Für Warhol war die „unmännliche“ Seite der Popmusik wichtig, die „kitschige“, unconnaisseurhafte, dafür intensiv in Liebes- und Hassbekundungen versprachlichte Perspektive des – weiblichen, schwulen – Fans. Warhol hatte wohl tatsächlich, wenn man seinen Chronisten glauben darf, gehofft, mit den Velvet Underground die Charts und die Herzen der Popfans zu erobern.
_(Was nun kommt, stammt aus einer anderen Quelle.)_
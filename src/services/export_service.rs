use crate::error::Result;
use crate::models::analytics::AnalyticsSnapshot;
use crate::models::candidate::{Candidate, CandidateStatus};
use crate::utils::time;
use rust_xlsxwriter::*;

pub const CSV_HEADERS: [&str; 10] = [
    "Name",
    "Email",
    "Phone",
    "Role",
    "Experience (Years)",
    "Status",
    "Applied Date",
    "Last Updated",
    "Has Resume",
    "Notes",
];

pub struct ExportService;

impl ExportService {
    fn quote(value: &str) -> String {
        format!("\"{}\"", value.replace('"', "\"\""))
    }

    fn status_color(status: CandidateStatus) -> Color {
        match status {
            CandidateStatus::Applied => Color::RGB(0x3B82F6),   // Blue
            CandidateStatus::Interview => Color::RGB(0xF59E0B), // Amber
            CandidateStatus::Offer => Color::RGB(0x10B981),     // Emerald
            CandidateStatus::Rejected => Color::RGB(0xEF4444),  // Red
        }
    }
}

impl ExportService {
    /// Plain CSV of the given candidates, one row each, in the order given.
    pub fn candidates_csv(candidates: &[Candidate]) -> String {
        let mut lines = Vec::with_capacity(candidates.len() + 1);
        lines.push(CSV_HEADERS.join(","));

        for candidate in candidates {
            let row = [
                Self::quote(&candidate.name),
                Self::quote(&candidate.email),
                Self::quote(candidate.phone.as_deref().unwrap_or("")),
                Self::quote(&candidate.role),
                candidate.experience.to_string(),
                Self::quote(candidate.status.as_str()),
                Self::quote(&time::to_date_string(candidate.applied_date)),
                Self::quote(&time::to_date_string(candidate.last_updated)),
                if candidate.resume.is_some() { "Yes" } else { "No" }.to_string(),
                Self::quote(&candidate.notes),
            ];
            lines.push(row.join(","));
        }

        lines.join("\n")
    }

    /// Styled workbook: a candidate sheet plus a pipeline summary sheet.
    pub fn candidates_xlsx(candidates: &[Candidate], summary: &AnalyticsSnapshot) -> Result<Vec<u8>> {
        let mut workbook = Workbook::new();

        // ── Color palette ──
        let primary_color = Color::RGB(0x1E293B); // Slate 800
        let header_bg = Color::RGB(0x0F172A); // Slate 900
        let alt_row_1 = Color::RGB(0xF8FAFC); // Slate 50
        let alt_row_2 = Color::White;
        let border_color = Color::RGB(0xE2E8F0); // Slate 200

        let title_format = Format::new()
            .set_font_size(16)
            .set_bold()
            .set_font_color(Color::White)
            .set_background_color(primary_color)
            .set_align(FormatAlign::CenterAcross)
            .set_align(FormatAlign::VerticalCenter);
        let subtitle_format = Format::new()
            .set_font_size(10)
            .set_italic()
            .set_font_color(Color::RGB(0x94A3B8))
            .set_background_color(primary_color)
            .set_align(FormatAlign::CenterAcross)
            .set_align(FormatAlign::VerticalCenter);
        let header_format = Format::new()
            .set_bold()
            .set_font_size(10)
            .set_font_color(Color::White)
            .set_background_color(header_bg)
            .set_align(FormatAlign::Center)
            .set_align(FormatAlign::VerticalCenter)
            .set_text_wrap()
            .set_border(FormatBorder::Thin)
            .set_border_color(border_color);

        let exported_at = time::now().format("%Y-%m-%d %H:%M UTC").to_string();

        {
            let worksheet = workbook.add_worksheet();
            worksheet.set_name("Candidates")?;

            let columns = [
                ("#", 6.0),
                ("Name", 28.0),
                ("Email", 30.0),
                ("Phone", 18.0),
                ("Role", 26.0),
                ("Experience (Years)", 14.0),
                ("Status", 14.0),
                ("Applied Date", 14.0),
                ("Last Updated", 14.0),
                ("Resume", 30.0),
                ("Notes", 50.0),
            ];
            let last_col = (columns.len() - 1) as u16;

            for (i, (_, width)) in columns.iter().enumerate() {
                worksheet.set_column_width(i as u16, *width)?;
            }

            worksheet.set_row_height(0, 40)?;
            worksheet.merge_range(0, 0, 0, last_col, "Candidate Pipeline", &title_format)?;

            worksheet.set_row_height(1, 22)?;
            let subtitle = format!(
                "Exported: {}  •  Candidates: {}",
                exported_at,
                candidates.len()
            );
            worksheet.merge_range(1, 0, 1, last_col, &subtitle, &subtitle_format)?;

            let header_row = 2;
            worksheet.set_row_height(header_row, 30)?;
            for (i, (name, _)) in columns.iter().enumerate() {
                worksheet.write_string_with_format(header_row, i as u16, *name, &header_format)?;
            }

            let data_start_row = 3;
            for (idx, candidate) in candidates.iter().enumerate() {
                let row = data_start_row + idx as u32;
                let bg = if idx % 2 == 0 { alt_row_1 } else { alt_row_2 };

                let base_fmt = Format::new()
                    .set_font_size(10)
                    .set_background_color(bg)
                    .set_align(FormatAlign::VerticalCenter)
                    .set_border(FormatBorder::Thin)
                    .set_border_color(border_color);
                let center_fmt = base_fmt.clone().set_align(FormatAlign::Center);
                let wrap_fmt = base_fmt.clone().set_text_wrap();
                let name_fmt = base_fmt.clone().set_bold();
                let status_fmt = Format::new()
                    .set_font_size(10)
                    .set_bold()
                    .set_font_color(Color::White)
                    .set_background_color(Self::status_color(candidate.status))
                    .set_align(FormatAlign::Center)
                    .set_align(FormatAlign::VerticalCenter)
                    .set_border(FormatBorder::Thin)
                    .set_border_color(border_color);

                worksheet.set_row_height(row, 22)?;
                worksheet.write_number_with_format(row, 0, (idx + 1) as f64, &center_fmt)?;
                worksheet.write_string_with_format(row, 1, &candidate.name, &name_fmt)?;
                worksheet.write_string_with_format(row, 2, &candidate.email, &base_fmt)?;
                worksheet.write_string_with_format(
                    row,
                    3,
                    candidate.phone.as_deref().unwrap_or("—"),
                    &base_fmt,
                )?;
                worksheet.write_string_with_format(row, 4, &candidate.role, &base_fmt)?;
                worksheet.write_number_with_format(
                    row,
                    5,
                    f64::from(candidate.experience),
                    &center_fmt,
                )?;
                worksheet.write_string_with_format(row, 6, candidate.status.title(), &status_fmt)?;
                worksheet.write_string_with_format(
                    row,
                    7,
                    &time::to_date_string(candidate.applied_date),
                    &center_fmt,
                )?;
                worksheet.write_string_with_format(
                    row,
                    8,
                    &time::to_date_string(candidate.last_updated),
                    &center_fmt,
                )?;
                let resume = candidate
                    .resume
                    .as_ref()
                    .map(|r| if r.file_name.is_empty() { r.url.as_str() } else { r.file_name.as_str() })
                    .unwrap_or("—");
                worksheet.write_string_with_format(row, 9, resume, &base_fmt)?;
                let notes = if candidate.notes.is_empty() { "—" } else { candidate.notes.as_str() };
                worksheet.write_string_with_format(row, 10, notes, &wrap_fmt)?;
            }

            // Header stays visible while scrolling
            worksheet.set_freeze_panes(3, 0)?;
            let last_row = (data_start_row + candidates.len() as u32).saturating_sub(1).max(header_row);
            worksheet.autofilter(header_row, 0, last_row, last_col)?;
        }

        {
            let worksheet = workbook.add_worksheet();
            worksheet.set_name("Summary")?;
            worksheet.set_column_width(0, 32.0)?;
            worksheet.set_column_width(1, 16.0)?;

            let label_fmt = Format::new()
                .set_font_size(10)
                .set_bold()
                .set_border(FormatBorder::Thin)
                .set_border_color(border_color);
            let value_fmt = Format::new()
                .set_font_size(10)
                .set_align(FormatAlign::Center)
                .set_border(FormatBorder::Thin)
                .set_border_color(border_color);

            worksheet.set_row_height(0, 32)?;
            worksheet.merge_range(0, 0, 0, 1, "Pipeline Summary", &title_format)?;
            worksheet.merge_range(1, 0, 1, 1, &format!("Exported: {}", exported_at), &subtitle_format)?;

            let mut row: u32 = 2;
            worksheet.write_string_with_format(row, 0, "Total applications", &label_fmt)?;
            worksheet.write_number_with_format(row, 1, summary.total_applications as f64, &value_fmt)?;
            row += 1;
            worksheet.write_string_with_format(row, 0, "Average experience (years)", &label_fmt)?;
            worksheet.write_number_with_format(row, 1, summary.average_experience, &value_fmt)?;
            row += 2;

            worksheet.write_string_with_format(row, 0, "Status", &header_format)?;
            worksheet.write_string_with_format(row, 1, "Candidates", &header_format)?;
            row += 1;
            for status in CandidateStatus::ALL {
                let status_fmt = Format::new()
                    .set_font_size(10)
                    .set_bold()
                    .set_font_color(Color::White)
                    .set_background_color(Self::status_color(status))
                    .set_border(FormatBorder::Thin)
                    .set_border_color(border_color);
                worksheet.write_string_with_format(row, 0, status.title(), &status_fmt)?;
                let count = summary.applications_by_status.get(status);
                worksheet.write_number_with_format(row, 1, count as f64, &value_fmt)?;
                row += 1;
            }
            worksheet.write_string_with_format(row, 0, "All stages", &label_fmt)?;
            let stage_total = summary.applications_by_status.total();
            worksheet.write_number_with_format(row, 1, stage_total as f64, &value_fmt)?;
            row += 1;
            row += 1;

            worksheet.write_string_with_format(row, 0, "Role", &header_format)?;
            worksheet.write_string_with_format(row, 1, "Candidates", &header_format)?;
            row += 1;
            for (role, count) in &summary.applications_by_role {
                worksheet.write_string_with_format(row, 0, role, &label_fmt)?;
                worksheet.write_number_with_format(row, 1, *count as f64, &value_fmt)?;
                row += 1;
            }
        }

        let buffer = workbook.save_to_buffer()?;
        Ok(buffer)
    }
}

#[cfg(test)]
mod tests {
    use super::*;
    use crate::models::candidate::ResumeRef;
    use crate::pipeline::aggregate;
    use crate::pipeline::fixtures::{candidate, sample_pool};

    #[test]
    fn csv_has_header_and_one_line_per_candidate() {
        let pool = sample_pool();
        let csv = ExportService::candidates_csv(&pool);
        let lines: Vec<&str> = csv.lines().collect();
        assert_eq!(lines.len(), 6);
        assert_eq!(
            lines[0],
            "Name,Email,Phone,Role,Experience (Years),Status,Applied Date,Last Updated,Has Resume,Notes"
        );
        assert_eq!(
            lines[1],
            "\"Alice Johnson\",\"alice.johnson@example.com\",\"\",\"Frontend Developer\",3,\"applied\",\"2024-01-15\",\"2024-01-15\",No,\"\""
        );
    }

    #[test]
    fn csv_escapes_quotes_and_flags_resumes() {
        let mut c = candidate("Dana \"DJ\" Jones", "QA Engineer", 4, CandidateStatus::Offer, 9);
        c.notes = "Said \"yes\", pending paperwork".into();
        c.resume = Some(ResumeRef {
            url: "/api/files/resume/1".into(),
            file_name: "dana.pdf".into(),
        });
        let csv = ExportService::candidates_csv(&[c]);
        let row = csv.lines().nth(1).unwrap();
        assert!(row.starts_with("\"Dana \"\"DJ\"\" Jones\","));
        assert!(row.contains(",Yes,"));
        assert!(row.ends_with("\"Said \"\"yes\"\", pending paperwork\""));
    }

    #[test]
    fn empty_export_is_only_the_header() {
        assert_eq!(ExportService::candidates_csv(&[]), CSV_HEADERS.join(","));
    }

    #[test]
    fn xlsx_is_a_zip_container() {
        let pool = sample_pool();
        let bytes = ExportService::candidates_xlsx(&pool, &aggregate(&pool)).unwrap();
        assert!(bytes.starts_with(b"PK"));

        let empty = ExportService::candidates_xlsx(&[], &aggregate(&[])).unwrap();
        assert!(empty.starts_with(b"PK"));
    }
}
Eigentlich absurd, und doch wieder genau Warhols verkehrte Welt: ein Pop-Art-Künstler, der in die Popmusikwelt will, sucht sich Popmusiker, die sich im Gegenverkehr nach großer Kunst sehnen – den Dandy-Poeten (Lou Reed), die gotisch-romantische Harmoniumspielerin (Nico), den ernsten Komponisten (John Cale).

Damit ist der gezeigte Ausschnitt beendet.